Today, their platform consists of a robotic arm manned with a camera that identifies single cells on a dish. Then the arm gently sucks up and moves the cell into another plate that keeps the cells separate, known as a microwell plate. The image-and-vacuum approach is gentler and more accurate than other techniques.
“In our approach, we’re not forcing cells into water-in-oil droplets, or handling with multiple micropipettes so there’s less damage to the cells,” Levy said. This could lead to inaccurate or just plain wrong results from any analysis of those cells. “And because we take before-and-after photos, we can guarantee close to 100 percent accuracy in the capture and delivery process.”

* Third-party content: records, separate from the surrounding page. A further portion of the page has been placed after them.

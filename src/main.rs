#[macro_use]
extern crate rocket;

#[launch]
fn launch() -> _ {
    package_tracker::rocket()
}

Once the single cells are deposited in the microwell plate, researchers can analyze them. Besides single-cell DNA sequencing and gene expression analysis (determining which genes are turned “on” or “off” in a given cell), it won’t be long before researchers can look at the epigenetics (the 3D wrapping of DNA that helps determine whether genes are on or off) and protein profile of single cells.
Recognizing the potential of single-cell analysis to improve cancer treatment and identify new therapeutic targets, Celgene entered into a strategic alliance with Quanticel Pharmaceuticals in 2011 and acquired the company in 2015.
Cancer is just the starting point; single-cell analyses could be valuable in other diseases in which different sub-groups of cells are to blame. “I could list a whole host of diseases—autoimmune diseases for instance—where characterizing the behavior and characteristics of single cells may have great value,” Levy said.